I can see a bigger push to implement DREDs (Demand Response Enabling Device AS4755) in air conditioners and other appliances if this trend keeps up in Summer.
Yay let the power companies nobble your device because they can't be bothered / too cheap to upgrade infrastructure to keep up with demand  :-- :--
How about make a similar type of device that works in reverse - that is, it turns *on* during some off peak times for loads where using more now can reduce use later and make electricity very cheap or even free during those off peak times. An example of a load that would work extremely well with that is a dedicated freezer. A water heater is another, but they really should be pushing heat pump technology as it is very cheap to implement nowadays.

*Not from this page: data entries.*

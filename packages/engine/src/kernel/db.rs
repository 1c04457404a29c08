//! Shared runtime handles threaded through every domain.

use std::sync::Arc;

use sqlx::PgPool;

use chat_client::ChatClient;

use crate::config::Config;
use crate::kernel::agents::AgentStore;
use crate::kernel::credentials::CredentialStore;
use crate::kernel::discovery::DiscoveryService;
use crate::kernel::object_store::ObjectStore;
use crate::kernel::queue::QueueStore;
use crate::kernel::rate_limiter::RateLimiter;
use crate::kernel::sandbox::SandboxProvider;

/// The set of connections and collaborator clients every domain depends on.
///
/// Mirrors the teacher's pattern of a single handle struct passed behind an
/// `Arc` rather than threading a dozen individual clients through every call.
pub struct EngineKernel {
    pub db: PgPool,
    pub config: Config,
    pub chat_client: Arc<ChatClient>,
    pub object_store: Arc<dyn ObjectStore>,
    pub sandbox_provider: Arc<dyn SandboxProvider>,
    pub discovery: Arc<dyn DiscoveryService>,
    pub rate_limiter: RateLimiter,
    pub queue: Arc<dyn QueueStore>,
    pub credentials: CredentialStore,
    pub agents: Arc<dyn AgentStore>,
}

In principle, it can also be done for A/C loads. Run the A/C more before the peak so the peak ends up longer but lower. That would use significantly more energy, though, so it would have to be timed for a net benefit and be such that the end user also sees a cost savings.

The existing DRED standards have run commands too.. for exactly that purpose. so you can get everyone's equipment to run hard pre-peak, then turn off during the peak, and have that customer get through the peak with relative inconvenience.

The thing is last time I looked (a few years ago now) they were incomplete. And without legislative backing I don't see them going anywhere.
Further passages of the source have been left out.